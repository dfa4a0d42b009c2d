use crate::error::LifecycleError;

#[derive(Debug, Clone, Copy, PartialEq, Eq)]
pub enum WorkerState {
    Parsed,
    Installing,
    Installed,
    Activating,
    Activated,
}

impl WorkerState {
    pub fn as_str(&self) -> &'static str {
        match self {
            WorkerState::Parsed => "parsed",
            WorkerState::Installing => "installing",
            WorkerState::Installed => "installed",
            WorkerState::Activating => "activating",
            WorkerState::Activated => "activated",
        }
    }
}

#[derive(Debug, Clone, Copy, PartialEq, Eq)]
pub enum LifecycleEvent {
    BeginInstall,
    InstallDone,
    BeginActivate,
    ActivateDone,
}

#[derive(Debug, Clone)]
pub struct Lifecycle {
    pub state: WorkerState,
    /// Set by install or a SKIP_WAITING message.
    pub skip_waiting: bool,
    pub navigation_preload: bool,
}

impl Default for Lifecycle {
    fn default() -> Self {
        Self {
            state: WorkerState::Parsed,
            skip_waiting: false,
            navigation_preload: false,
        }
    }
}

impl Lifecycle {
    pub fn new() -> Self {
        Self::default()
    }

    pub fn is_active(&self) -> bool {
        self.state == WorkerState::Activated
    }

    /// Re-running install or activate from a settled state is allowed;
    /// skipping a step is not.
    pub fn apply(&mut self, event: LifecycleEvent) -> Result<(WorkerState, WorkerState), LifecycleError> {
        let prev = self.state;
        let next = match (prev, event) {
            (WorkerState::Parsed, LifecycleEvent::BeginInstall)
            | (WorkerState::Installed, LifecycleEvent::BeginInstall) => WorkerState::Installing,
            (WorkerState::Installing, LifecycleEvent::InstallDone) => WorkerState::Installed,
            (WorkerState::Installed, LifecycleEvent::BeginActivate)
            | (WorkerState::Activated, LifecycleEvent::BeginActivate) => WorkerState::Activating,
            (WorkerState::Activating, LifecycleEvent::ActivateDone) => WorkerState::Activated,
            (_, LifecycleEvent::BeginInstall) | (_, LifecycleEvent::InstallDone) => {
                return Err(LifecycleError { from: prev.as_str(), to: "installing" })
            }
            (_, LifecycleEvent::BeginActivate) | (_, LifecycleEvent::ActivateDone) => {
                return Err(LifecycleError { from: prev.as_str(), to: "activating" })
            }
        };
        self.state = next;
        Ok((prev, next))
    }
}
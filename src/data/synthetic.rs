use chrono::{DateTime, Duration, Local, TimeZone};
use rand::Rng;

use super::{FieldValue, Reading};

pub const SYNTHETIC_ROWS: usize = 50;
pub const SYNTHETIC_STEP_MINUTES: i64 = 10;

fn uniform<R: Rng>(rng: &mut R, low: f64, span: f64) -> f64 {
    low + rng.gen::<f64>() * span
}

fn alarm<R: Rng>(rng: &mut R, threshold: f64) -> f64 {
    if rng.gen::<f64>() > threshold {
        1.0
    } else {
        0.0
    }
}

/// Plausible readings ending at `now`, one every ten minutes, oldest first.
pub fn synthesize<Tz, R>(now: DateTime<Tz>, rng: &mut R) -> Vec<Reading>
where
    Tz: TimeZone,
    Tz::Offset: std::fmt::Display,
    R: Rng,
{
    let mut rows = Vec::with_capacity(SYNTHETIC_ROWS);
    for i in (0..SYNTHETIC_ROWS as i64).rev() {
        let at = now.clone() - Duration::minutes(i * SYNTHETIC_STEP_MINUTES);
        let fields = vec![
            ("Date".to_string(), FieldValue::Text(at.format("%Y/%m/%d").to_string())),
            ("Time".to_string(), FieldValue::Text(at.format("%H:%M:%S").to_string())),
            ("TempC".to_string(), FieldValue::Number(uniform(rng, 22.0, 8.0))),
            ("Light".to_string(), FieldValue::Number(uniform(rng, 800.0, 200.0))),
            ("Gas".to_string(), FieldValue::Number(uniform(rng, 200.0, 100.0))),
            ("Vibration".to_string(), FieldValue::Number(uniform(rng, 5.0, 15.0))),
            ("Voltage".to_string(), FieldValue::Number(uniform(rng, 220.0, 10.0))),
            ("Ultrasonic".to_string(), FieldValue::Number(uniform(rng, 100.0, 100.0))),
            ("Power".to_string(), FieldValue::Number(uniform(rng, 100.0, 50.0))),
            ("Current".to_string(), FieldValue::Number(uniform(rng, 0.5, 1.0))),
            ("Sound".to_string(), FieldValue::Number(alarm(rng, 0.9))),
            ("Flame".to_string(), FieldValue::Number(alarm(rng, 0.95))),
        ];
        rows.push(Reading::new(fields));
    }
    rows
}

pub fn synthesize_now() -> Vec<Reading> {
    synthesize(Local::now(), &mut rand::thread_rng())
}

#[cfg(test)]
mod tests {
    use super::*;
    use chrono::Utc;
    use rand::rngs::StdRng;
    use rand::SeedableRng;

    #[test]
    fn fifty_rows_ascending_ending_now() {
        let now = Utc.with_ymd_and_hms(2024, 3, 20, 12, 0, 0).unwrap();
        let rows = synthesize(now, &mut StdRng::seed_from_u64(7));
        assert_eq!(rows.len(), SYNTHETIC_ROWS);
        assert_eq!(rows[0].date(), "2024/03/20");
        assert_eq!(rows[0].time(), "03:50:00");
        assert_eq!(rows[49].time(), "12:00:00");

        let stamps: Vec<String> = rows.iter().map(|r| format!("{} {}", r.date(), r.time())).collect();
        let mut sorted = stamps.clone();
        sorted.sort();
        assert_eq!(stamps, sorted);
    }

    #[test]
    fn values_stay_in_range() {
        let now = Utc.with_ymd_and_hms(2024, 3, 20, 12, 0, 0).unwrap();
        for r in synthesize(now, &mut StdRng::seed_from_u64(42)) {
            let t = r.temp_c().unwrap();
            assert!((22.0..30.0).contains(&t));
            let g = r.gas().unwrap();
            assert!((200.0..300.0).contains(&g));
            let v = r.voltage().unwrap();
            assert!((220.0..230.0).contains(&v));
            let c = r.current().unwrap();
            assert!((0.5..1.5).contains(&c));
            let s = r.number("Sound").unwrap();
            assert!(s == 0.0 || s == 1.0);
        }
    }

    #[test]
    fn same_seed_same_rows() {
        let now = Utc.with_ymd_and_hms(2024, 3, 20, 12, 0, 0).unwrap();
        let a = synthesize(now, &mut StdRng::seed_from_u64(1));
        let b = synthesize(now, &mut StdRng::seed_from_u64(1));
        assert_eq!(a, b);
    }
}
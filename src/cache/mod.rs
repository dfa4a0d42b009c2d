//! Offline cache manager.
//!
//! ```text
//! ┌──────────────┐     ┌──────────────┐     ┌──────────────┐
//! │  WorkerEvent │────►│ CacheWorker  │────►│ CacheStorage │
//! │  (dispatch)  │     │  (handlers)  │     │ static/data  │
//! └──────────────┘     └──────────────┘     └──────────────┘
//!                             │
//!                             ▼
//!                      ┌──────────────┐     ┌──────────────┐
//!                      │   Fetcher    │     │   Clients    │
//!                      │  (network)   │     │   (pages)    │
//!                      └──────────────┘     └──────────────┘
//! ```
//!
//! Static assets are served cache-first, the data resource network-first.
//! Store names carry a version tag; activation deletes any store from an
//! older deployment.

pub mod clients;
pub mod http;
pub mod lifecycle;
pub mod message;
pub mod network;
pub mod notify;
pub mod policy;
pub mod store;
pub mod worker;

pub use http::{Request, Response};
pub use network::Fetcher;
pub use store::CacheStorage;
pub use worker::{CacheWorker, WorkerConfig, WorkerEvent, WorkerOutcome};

══════════════════════════════

EXERCISE DESCRIPTION: Copy out every line of the material above that contains the string "store".

REPLY:
//! Store names carry a version tag; activation deletes any store from an
pub mod store;
pub use store::CacheStorage;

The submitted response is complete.